Nags Head Beach Boardwalk Project Completed Just in Time for Summer Season – The Coastland Times


A newly constructed walkway was completed just before the start of the summer season in the town of Nags Head. The 130 ft. The pedestrian promenade now resides at the Admiral Street beach access, completed by Carolina Marine Structures, Inc. and Weather-Tek Construction and Restoration.

City engineer David Ryan explained that this particular project was not originally part of the work plan for last year’s capital improvement project. “It happened last fall,” he said. “There was a conflict between the pedestrian traffic and the crossing of vehicles at this location. Admiral Street at Nags Head is located at the northern end of town and serves as the main beach access point for pedestrians as well as a passage for off-season vehicles.

Seeing this as a major concern after hearing from the residents of Nags Head, the Council of Commissioners took swift action. “The board saw the problem and approved funds to build the crossover to minimize conflict,” Ryan said. The board of directors approved the project in the spring of this year.

The city put the project out to tender and received a bid from Carolina Marine Structures, who completed the job from start to finish within a month. The crews started on May 5th and ended at the very beginning of June. Matthew Murphy, director of operations for Carolina Marine Structures, said projects of this caliber can last anywhere from one month to six months.
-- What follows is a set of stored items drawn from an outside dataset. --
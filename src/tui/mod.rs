//! Ratatui-based terminal UI.
//!
//! The TUI runs one operation at a time on seeded synthetic sweeps and
//! renders the input, its fitted trend and the corrected (or extracted)
//! curve. Keys cycle the operation, resample the noise and change its level.

use std::io;
use std::time::Duration;

use crossterm::{
    event::{self, Event, KeyCode, KeyEventKind},
    execute,
    terminal::{EnterAlternateScreen, LeaveAlternateScreen, disable_raw_mode, enable_raw_mode},
};
use plotters::style::RGBColor;
use ratatui::{
    Terminal,
    backend::CrosstermBackend,
    layout::{Alignment, Constraint, Direction, Layout, Rect},
    style::{Color, Modifier, Style},
    text::{Line, Span, Text},
    widgets::{Block, Borders, Clear, Paragraph},
};

use crate::app::pipeline::{RunOutput, run_sample};
use crate::cli::TuiArgs;
use crate::domain::{AnalysisOutput, Operation, SampleConfig};
use crate::error::AppError;

mod plotters_chart;

use plotters_chart::{ChartLine, SweepChart};

/// Noise step (dB) for ←/→.
const NOISE_STEP_DB: f64 = 0.05;
const NOISE_MAX_DB: f64 = 2.0;

const RAW_COLOR: RGBColor = RGBColor(255, 255, 255);
const FIT_COLOR: RGBColor = RGBColor(0, 255, 255);
const CORRECTED_COLOR: RGBColor = RGBColor(0, 255, 0);
const MARKER_COLOR: RGBColor = RGBColor(255, 255, 0);

/// Start the TUI.
pub fn run(args: TuiArgs) -> Result<(), AppError> {
    let _guard = TerminalGuard::new()?;

    let backend = CrosstermBackend::new(io::stdout());
    let mut terminal = Terminal::new(backend)
        .map_err(|e| AppError::new(4, format!("Failed to initialize terminal: {e}")))?;

    let mut app = App::new(args.sample.sample_config(), args.operation);
    app.event_loop(&mut terminal)
}

/// Ensures the terminal is restored (raw mode, alternate screen) on exit.
struct TerminalGuard;

impl TerminalGuard {
    fn new() -> Result<Self, AppError> {
        enable_raw_mode().map_err(|e| AppError::new(4, format!("Failed to enable raw mode: {e}")))?;
        if let Err(e) = execute!(io::stdout(), EnterAlternateScreen) {
            let _ = disable_raw_mode();
            return Err(AppError::new(4, format!("Failed to enter alternate screen: {e}")));
        }
        Ok(Self)
    }
}

impl Drop for TerminalGuard {
    fn drop(&mut self) {
        let _ = disable_raw_mode();
        let _ = execute!(io::stdout(), LeaveAlternateScreen);
    }
}

struct App {
    config: SampleConfig,
    operation: Operation,
    status: String,
    run: Option<RunOutput>,
}

impl App {
    fn new(config: SampleConfig, operation: Operation) -> Self {
        let mut app = Self {
            config,
            operation,
            status: String::new(),
            run: None,
        };
        app.recompute();
        app
    }

    fn event_loop<B: ratatui::backend::Backend>(&mut self, terminal: &mut Terminal<B>) -> Result<(), AppError> {
        let mut needs_redraw = true;
        loop {
            if needs_redraw {
                terminal
                    .draw(|f| self.draw(f))
                    .map_err(|e| AppError::new(4, format!("Terminal draw error: {e}")))?;
                needs_redraw = false;
            }

            if !event::poll(Duration::from_millis(100))
                .map_err(|e| AppError::new(4, format!("Event poll error: {e}")))?
            {
                continue;
            }

            match event::read().map_err(|e| AppError::new(4, format!("Event read error: {e}")))? {
                Event::Key(key) => {
                    if key.kind != KeyEventKind::Press {
                        continue;
                    }
                    if self.handle_key(key.code) {
                        break;
                    }
                    needs_redraw = true;
                }
                Event::Resize(_, _) => {
                    needs_redraw = true;
                }
                _ => {}
            }
        }
        Ok(())
    }

    /// Returns `true` when the app should quit.
    fn handle_key(&mut self, code: KeyCode) -> bool {
        match code {
            KeyCode::Char('q') | KeyCode::Esc => return true,
            KeyCode::Char('o') => {
                self.operation = self.operation.next();
                self.recompute();
            }
            KeyCode::Char('r') => {
                self.config.seed = self.config.seed.wrapping_add(1);
                self.recompute();
            }
            KeyCode::Left => {
                self.config.noise_db = (self.config.noise_db - NOISE_STEP_DB).max(0.0);
                self.recompute();
            }
            KeyCode::Right => {
                self.config.noise_db = (self.config.noise_db + NOISE_STEP_DB).min(NOISE_MAX_DB);
                self.recompute();
            }
            _ => {}
        }
        false
    }

    /// Rerun the current operation; analysis failures stay on screen instead of exiting.
    fn recompute(&mut self) {
        match run_sample(self.operation, &self.config) {
            Ok(run) => {
                self.status = format!("{} ok", self.operation.display_name());
                self.run = Some(run);
            }
            Err(err) => {
                self.status = err.to_string();
                self.run = None;
            }
        }
    }

    fn draw(&mut self, frame: &mut ratatui::Frame<'_>) {
        let size = frame.area();
        let chunks = Layout::default()
            .direction(Direction::Vertical)
            .constraints([Constraint::Length(4), Constraint::Min(0), Constraint::Length(3)])
            .split(size);

        self.draw_header(frame, chunks[0]);
        self.draw_body(frame, chunks[1]);
        self.draw_footer(frame, chunks[2]);
    }

    fn draw_header(&self, frame: &mut ratatui::Frame<'_>, area: Rect) {
        let lines = vec![
            Line::from(vec![
                Span::styled("sweep", Style::default().fg(Color::Cyan)),
                Span::raw(format!(" - {}", self.operation.display_name())),
            ]),
            Line::from(Span::styled(
                format!(
                    "seed: {} | noise: {:.2} dB | points: {} | band: [{:.1}, {:.1}] nm",
                    self.config.seed,
                    self.config.noise_db,
                    self.config.points,
                    self.config.wavelength_start,
                    self.config.wavelength_stop,
                ),
                Style::default().fg(Color::Gray),
            )),
        ];

        let p = Paragraph::new(Text::from(lines)).block(Block::default().borders(Borders::ALL));
        frame.render_widget(p, area);
    }

    fn draw_body(&self, frame: &mut ratatui::Frame<'_>, area: Rect) {
        let chunks = Layout::default()
            .direction(Direction::Horizontal)
            .constraints([Constraint::Min(0), Constraint::Length(44)])
            .split(area);

        self.draw_chart(frame, chunks[0]);
        self.draw_metrics(frame, chunks[1]);
    }

    fn draw_chart(&self, frame: &mut ratatui::Frame<'_>, area: Rect) {
        let block = Block::default().title("Sweep").borders(Borders::ALL);
        let inner = block.inner(area);
        frame.render_widget(block, area);
        frame.render_widget(Clear, inner);

        let Some(run) = &self.run else {
            let msg = Paragraph::new("No result (see status line).").style(Style::default().fg(Color::Yellow));
            frame.render_widget(msg, inner);
            return;
        };

        let data = chart_data(&run.output);
        let (chart_rect, insets) = chart_layout(inner);
        let widget = SweepChart {
            lines: &data.lines,
            markers: &data.markers,
            marker_color: MARKER_COLOR,
            x_bounds: data.x_bounds,
            y_bounds: data.y_bounds,
            x_label: "wavelength (nm)",
            y_label: data.y_label,
        };

        frame.render_widget(widget, chart_rect);
        if let Some(insets) = insets {
            draw_axis_ticks(frame, inner, chart_rect, insets, &data);
        }
    }

    fn draw_metrics(&self, frame: &mut ratatui::Frame<'_>, area: Rect) {
        let mut lines: Vec<Line> = Vec::new();
        if let Some(run) = &self.run {
            for line in crate::report::format_output(&run.output).lines() {
                lines.push(Line::from(line.to_string()));
            }
            lines.push(Line::from(""));
            for (label, color) in legend(&run.output) {
                lines.push(Line::from(Span::styled(
                    format!("── {label}"),
                    Style::default().fg(color),
                )));
            }
        }

        let p = Paragraph::new(Text::from(lines)).block(Block::default().title("Result").borders(Borders::ALL));
        frame.render_widget(p, area);
    }

    fn draw_footer(&self, frame: &mut ratatui::Frame<'_>, area: Rect) {
        let help = "o operation  r resample  ←/→ noise  q quit";
        let line = Line::from(vec![
            Span::styled(help, Style::default().fg(Color::Gray)),
            Span::raw(" | "),
            Span::styled(&self.status, Style::default().fg(Color::Yellow)),
        ]);
        let p = Paragraph::new(line).block(Block::default().borders(Borders::ALL));
        frame.render_widget(p, area);
    }
}

/// Everything the chart widget needs for one output.
struct ChartData {
    lines: Vec<ChartLine>,
    markers: Vec<(f64, f64)>,
    x_bounds: [f64; 2],
    y_bounds: [f64; 2],
    y_label: &'static str,
}

fn chart_data(output: &AnalysisOutput) -> ChartData {
    let (lines, markers, y_label) = match output {
        AnalysisOutput::Correction {
            trace,
            result,
            envelope,
            ..
        } => (
            vec![
                line("raw", &trace.wavelength, &trace.power, RAW_COLOR),
                line("fit", &trace.wavelength, &result.fit_curve, FIT_COLOR),
                line("corrected", &trace.wavelength, &result.corrected_power, CORRECTED_COLOR),
            ],
            envelope.iter().map(|p| (p.wavelength, p.power)).collect(),
            "power (dB)",
        ),
        AnalysisOutput::Cutback { wavelength, profile, .. } => (
            vec![
                line("raw", wavelength, &profile.loss_vs_wavelength_raw, RAW_COLOR),
                line("fit", wavelength, &profile.loss_vs_wavelength, FIT_COLOR),
            ],
            Vec::new(),
            "loss (dB/unit)",
        ),
        AnalysisOutput::Bandwidth { trace, threshold, result } => {
            let peak = trace.power.iter().copied().fold(f64::NEG_INFINITY, f64::max);
            let floor = peak - threshold;
            let half = result.bandwidth / 2.0;
            let left = result.central_wavelength - half;
            let right = result.central_wavelength + half;
            (
                vec![
                    line("power", &trace.wavelength, &trace.power, RAW_COLOR),
                    line("threshold", &[left, right], &[floor, floor], FIT_COLOR),
                ],
                vec![(left, floor), (right, floor)],
                "power (dB)",
            )
        }
    };

    let x_bounds = bounds(lines.iter().flat_map(|l| l.points.iter().map(|p| p.0)), 0.0);
    let y_bounds = bounds(
        lines
            .iter()
            .flat_map(|l| l.points.iter().map(|p| p.1))
            .chain(markers.iter().map(|p| p.1)),
        0.05,
    );

    ChartData {
        lines,
        markers,
        x_bounds,
        y_bounds,
        y_label,
    }
}

fn legend(output: &AnalysisOutput) -> Vec<(&'static str, Color)> {
    let to_color = |c: RGBColor| Color::Rgb(c.0, c.1, c.2);
    chart_data(output)
        .lines
        .iter()
        .map(|l| (l.label, to_color(l.color)))
        .collect()
}

fn line(label: &'static str, x: &[f64], y: &[f64], color: RGBColor) -> ChartLine {
    ChartLine {
        label,
        points: x
            .iter()
            .copied()
            .zip(y.iter().copied())
            .filter(|(x, y)| x.is_finite() && y.is_finite())
            .collect(),
        color,
    }
}

/// Finite min/max padded by `pad_frac` of the span; `[0, 1]` when empty or flat.
fn bounds(values: impl Iterator<Item = f64>, pad_frac: f64) -> [f64; 2] {
    let (mut lo, mut hi) = (f64::INFINITY, f64::NEG_INFINITY);
    for v in values.filter(|v| v.is_finite()) {
        lo = lo.min(v);
        hi = hi.max(v);
    }
    if !lo.is_finite() || !hi.is_finite() {
        return [0.0, 1.0];
    }
    if hi <= lo {
        return [lo - 0.5, hi + 0.5];
    }
    let pad = (hi - lo) * pad_frac;
    [lo - pad, hi + pad]
}

#[derive(Debug, Clone, Copy)]
struct AxisInsets {
    left: u16,
    right: u16,
    top: u16,
    bottom: u16,
}

fn chart_layout(inner: Rect) -> (Rect, Option<AxisInsets>) {
    let insets = AxisInsets {
        left: 8,
        right: 2,
        top: 1,
        bottom: 2,
    };

    if inner.width <= insets.left + insets.right + 10 || inner.height <= insets.top + insets.bottom + 5 {
        return (inner, None);
    }

    let rect = Rect {
        x: inner.x + insets.left,
        y: inner.y + insets.top,
        width: inner.width - insets.left - insets.right,
        height: inner.height - insets.top - insets.bottom,
    };

    (rect, Some(insets))
}

fn draw_axis_ticks(frame: &mut ratatui::Frame<'_>, inner: Rect, chart: Rect, insets: AxisInsets, data: &ChartData) {
    let ticks = 5usize;
    let style = Style::default().fg(Color::Gray);
    let [x0, x1] = data.x_bounds;
    let [y0, y1] = data.y_bounds;

    for i in 0..ticks {
        let u = i as f64 / (ticks as f64 - 1.0);
        let x_val = x0 + u * (x1 - x0);
        let x = chart.x + ((chart.width - 1) as f64 * u).round() as u16;
        let label = format!("{x_val:.1}");
        let label_len = label.len() as u16;
        let start = x.saturating_sub(label_len / 2);
        let y = chart.y + chart.height;
        if y >= inner.y + inner.height - 1 {
            continue;
        }
        frame.render_widget(
            Paragraph::new(label).style(style),
            Rect {
                x: start,
                y,
                width: label_len,
                height: 1,
            },
        );
    }

    for i in 0..ticks {
        let u = i as f64 / (ticks as f64 - 1.0);
        let y_val = y0 + u * (y1 - y0);
        let y = chart.y + (chart.height - 1) - ((chart.height - 1) as f64 * u).round() as u16;
        let label = format!("{y_val:.1}");
        let label_len = label.len() as u16;
        let x = inner.x + insets.left.saturating_sub(1);
        let start = x.saturating_sub(label_len);
        if start < inner.x {
            continue;
        }
        frame.render_widget(
            Paragraph::new(label).style(style),
            Rect {
                x: start,
                y,
                width: label_len,
                height: 1,
            },
        );
    }

    let x_label = Paragraph::new("wavelength (nm)")
        .alignment(Alignment::Center)
        .style(Style::default().fg(Color::Gray));
    let x_rect = Rect {
        x: chart.x,
        y: chart.y + chart.height + 1,
        width: chart.width,
        height: 1,
    };
    if x_rect.y < inner.y + inner.height {
        frame.render_widget(x_label, x_rect);
    }

    let y_label = Paragraph::new(data.y_label).style(Style::default().fg(Color::Gray).add_modifier(Modifier::BOLD));
    let y_rect = Rect {
        x: inner.x,
        y: inner.y,
        width: insets.left.saturating_sub(1),
        height: 1,
    };
    frame.render_widget(y_label, y_rect);
}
Murphy explained that major complications with projects involving beach sediment are always possible. “You have to make sure you don’t disturb the main structure of the dune you are working on,” he noted. “It’s like walking a tightrope with equipment routing to and from the site and without disturbing the line of dunes or strategically planted vegetation. We need to keep all of this in mind while being environmentally conscious.
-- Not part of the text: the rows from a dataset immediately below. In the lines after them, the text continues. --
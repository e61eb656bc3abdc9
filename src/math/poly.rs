//! Polynomial least-squares fitting over a mean-centered axis.
//!
//! Wavelength axes sit far from zero (~1550 nm, or ~1.55e-6 m), so raw
//! Vandermonde columns for an order-8 fit span dozens of orders of magnitude.
//! Two things keep the fits well conditioned:
//!
//! - callers fit against `x - mean(x)` (`fit_centered` / `evaluate_centered`)
//! - each Vandermonde column is scaled to unit norm before the SVD solve and
//!   the coefficients are rescaled afterwards
//!
//! Centering is always relative to the slice passed in. Evaluating a fit on a
//! different axis than it was fitted on is allowed (the envelope calibrator
//! does exactly that), but each axis is then centered on its own mean.

use nalgebra::{DMatrix, DVector};

use crate::domain::PolynomialFit;
use crate::error::AnalysisError;
use crate::math::solve_least_squares;

/// Arithmetic mean; `0.0` for an empty slice.
pub fn mean(values: &[f64]) -> f64 {
    if values.is_empty() {
        return 0.0;
    }
    values.iter().sum::<f64>() / values.len() as f64
}

/// `x - mean(x)`.
pub fn center(x: &[f64]) -> Vec<f64> {
    let m = mean(x);
    x.iter().map(|v| v - m).collect()
}

/// Least-squares fit of `y` against `x` (uncentered).
pub fn polyfit(x: &[f64], y: &[f64], order: usize) -> Result<PolynomialFit, AnalysisError> {
    if x.len() != y.len() {
        return Err(AnalysisError::ShapeMismatch {
            expected: x.len(),
            got: y.len(),
            context: "polynomial fit",
        });
    }

    let n = x.len();
    let p = order + 1;
    if n <= order {
        return Err(AnalysisError::InsufficientData {
            needed: p,
            got: n,
            context: "polynomial fit",
        });
    }

    let mut design = DMatrix::<f64>::zeros(n, p);
    for (i, &xi) in x.iter().enumerate() {
        let mut v = 1.0;
        for j in 0..p {
            design[(i, j)] = v;
            v *= xi;
        }
    }

    let scales: Vec<f64> = (0..p)
        .map(|j| {
            let norm = design.column(j).norm();
            if norm.is_finite() && norm > 0.0 { norm } else { 1.0 }
        })
        .collect();
    for (j, &s) in scales.iter().enumerate() {
        design.column_mut(j).scale_mut(1.0 / s);
    }

    let rhs = DVector::from_column_slice(y);
    let beta = solve_least_squares(&design, &rhs).ok_or(AnalysisError::SingularFit { order })?;

    let coefficients = beta.iter().zip(&scales).map(|(b, s)| b / s).collect();
    Ok(PolynomialFit { coefficients, order })
}

/// Evaluate a polynomial at each `x` (Horner).
pub fn polyval(fit: &PolynomialFit, x: &[f64]) -> Vec<f64> {
    x.iter()
        .map(|&xi| fit.coefficients.iter().rev().fold(0.0, |acc, &c| acc * xi + c))
        .collect()
}

/// Fit `y` against `x - mean(x)`.
pub fn fit_centered(x: &[f64], y: &[f64], order: usize) -> Result<PolynomialFit, AnalysisError> {
    polyfit(&center(x), y, order)
}

/// Evaluate `fit` at `x - mean(x)`.
pub fn evaluate_centered(fit: &PolynomialFit, x: &[f64]) -> Vec<f64> {
    polyval(fit, &center(x))
}

/// Fit and evaluate on the same centered axis; the usual "trend" of a trace.
pub fn trend(x: &[f64], y: &[f64], order: usize) -> Result<Vec<f64>, AnalysisError> {
    let fit = fit_centered(x, y, order)?;
    Ok(evaluate_centered(&fit, x))
}

/// Slope of the degree-1 least-squares line through `(x, y)`.
pub fn linear_slope(x: &[f64], y: &[f64]) -> Result<f64, AnalysisError> {
    if x.len() != y.len() {
        return Err(AnalysisError::ShapeMismatch {
            expected: x.len(),
            got: y.len(),
            context: "linear regression",
        });
    }
    if x.len() < 2 {
        return Err(AnalysisError::InsufficientData {
            needed: 2,
            got: x.len(),
            context: "linear regression",
        });
    }

    let xm = mean(x);
    let ym = mean(y);
    let mut sxx = 0.0;
    let mut sxy = 0.0;
    for (&xi, &yi) in x.iter().zip(y) {
        let dx = xi - xm;
        sxx += dx * dx;
        sxy += dx * (yi - ym);
    }

    if sxx <= 0.0 {
        return Err(AnalysisError::InsufficientData {
            needed: 2,
            got: 1,
            context: "linear regression (distinct x values)",
        });
    }

    Ok(sxy / sxx)
}

#[cfg(test)]
mod tests {
    use super::*;

    fn close(a: f64, b: f64, rel: f64) -> bool {
        (a - b).abs() <= rel * b.abs().max(1.0)
    }

    fn axis(start: f64, stop: f64, n: usize) -> Vec<f64> {
        (0..n)
            .map(|i| start + (stop - start) * i as f64 / (n as f64 - 1.0))
            .collect()
    }

    #[test]
    fn cubic_round_trips_through_order_eight() {
        let x = axis(1500.0, 1600.0, 201);
        let m = mean(&x);
        let y: Vec<f64> = x
            .iter()
            .map(|&v| {
                let u = v - m;
                -3.0 + 0.02 * u - 1e-3 * u * u + 2e-6 * u * u * u
            })
            .collect();

        let fitted = trend(&x, &y, 8).unwrap();
        for (a, b) in fitted.iter().zip(&y) {
            assert!(close(*a, *b, 1e-9), "{a} vs {b}");
        }
    }

    #[test]
    fn meter_scale_axis_round_trips() {
        let x = axis(1.5e-6, 1.6e-6, 301);
        let m = mean(&x);
        let y: Vec<f64> = x
            .iter()
            .map(|&v| {
                let u = (v - m) * 1e7;
                -10.0 - 2.0 * u * u + 0.5 * u.powi(4)
            })
            .collect();

        let fitted = trend(&x, &y, 4).unwrap();
        for (a, b) in fitted.iter().zip(&y) {
            assert!(close(*a, *b, 1e-9), "{a} vs {b}");
        }
    }

    #[test]
    fn exact_line_coefficients() {
        let x = [0.0, 1.0, 2.0, 3.0];
        let y = [1.0, 3.0, 5.0, 7.0];
        let fit = polyfit(&x, &y, 1).unwrap();
        assert_eq!(fit.coefficients.len(), 2);
        assert!(close(fit.coefficients[0], 1.0, 1e-12));
        assert!(close(fit.coefficients[1], 2.0, 1e-12));
        assert_eq!(polyval(&fit, &[10.0]), vec![fit.coefficients[0] + 10.0 * fit.coefficients[1]]);
    }

    #[test]
    fn too_few_points_is_insufficient() {
        let err = polyfit(&[1.0, 2.0, 3.0], &[0.0, 0.0, 0.0], 3).unwrap_err();
        assert!(matches!(err, AnalysisError::InsufficientData { needed: 4, got: 3, .. }));
    }

    #[test]
    fn mismatched_lengths_are_rejected() {
        let err = polyfit(&[1.0, 2.0, 3.0], &[0.0, 0.0], 1).unwrap_err();
        assert!(matches!(err, AnalysisError::ShapeMismatch { .. }));
    }

    #[test]
    fn evaluation_recenters_on_its_own_axis() {
        // A line fitted on [0, 10] and evaluated on [100, 110] sees the same
        // centered coordinates, so it returns the same values.
        let x: Vec<f64> = (0..=10).map(|i| i as f64).collect();
        let y: Vec<f64> = x.iter().map(|v| 2.0 * v).collect();
        let fit = fit_centered(&x, &y, 1).unwrap();
        let shifted: Vec<f64> = x.iter().map(|v| v + 100.0).collect();
        let a = evaluate_centered(&fit, &x);
        let b = evaluate_centered(&fit, &shifted);
        for (u, v) in a.iter().zip(&b) {
            assert!(close(*u, *v, 1e-12));
        }
    }

    #[test]
    fn slope_matches_closed_form() {
        let x = [1.0, 2.0, 4.0, 8.0];
        let y: Vec<f64> = x.iter().map(|v| 5.0 - 0.25 * v).collect();
        assert!(close(linear_slope(&x, &y).unwrap(), -0.25, 1e-12));
    }

    #[test]
    fn slope_needs_distinct_x() {
        let err = linear_slope(&[3.0, 3.0, 3.0], &[1.0, 2.0, 3.0]).unwrap_err();
        assert!(matches!(err, AnalysisError::InsufficientData { .. }));
    }
}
Carolina Marine Structures is a heavy civilian marine company specializing in marine construction. They undertake projects all along the coast, from South Carolina to Maryland. Their main area of ​​interest stretches from Richmond, Virginia to the Outer Banks.

Typically, the company works hand in hand with CAMA, municipal engineers and municipal inspectors to ensure that regulations are followed. In order to safely maintain the condition of the existing dunes, walkways cannot be built by “bulldozing”. Murphy said it takes a lot of knowledge and years of experience to complete projects like the new Admiral Street walkover.
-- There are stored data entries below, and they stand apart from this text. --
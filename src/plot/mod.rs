//! Terminal plotting.

pub mod ascii;

pub use ascii::*;
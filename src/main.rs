use std::process::ExitCode;

fn main() -> ExitCode {
    match sweep_cal::app::run() {
        Ok(()) => ExitCode::SUCCESS,
        Err(err) => {
            eprintln!("{err}");
            ExitCode::from(err.exit_code())
        }
    }
}
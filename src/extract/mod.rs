//! Metric extraction: cutback insertion loss and pass-band width.

pub mod bandwidth;
pub mod cutback;

pub use bandwidth::{bandwidth, find_nearest};
pub use cutback::cutback;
“It’s a bit like building Legos,” he began. “We have to create a stable foundation like a house, drive piles into the sand or the base of what we are working on, and then everything is built from there. Murphy said his team decided to use round stilts for this walk, as the shape would create a tighter, more stable base to build on.

Unlike other rural areas of the United States, the Outer Banks are unique in their coverage and lot composition. Murphy and his team repeatedly work with “flowing sand dunes” and must overcome the battle which is a moving foundation.

“The sand always moves according to hurricanes, northeast, different wind directions, flooding … taking all of this into account, we find the right depth of piles to install and in return, make sure that the structure is in place in the air is stable and has a longevity.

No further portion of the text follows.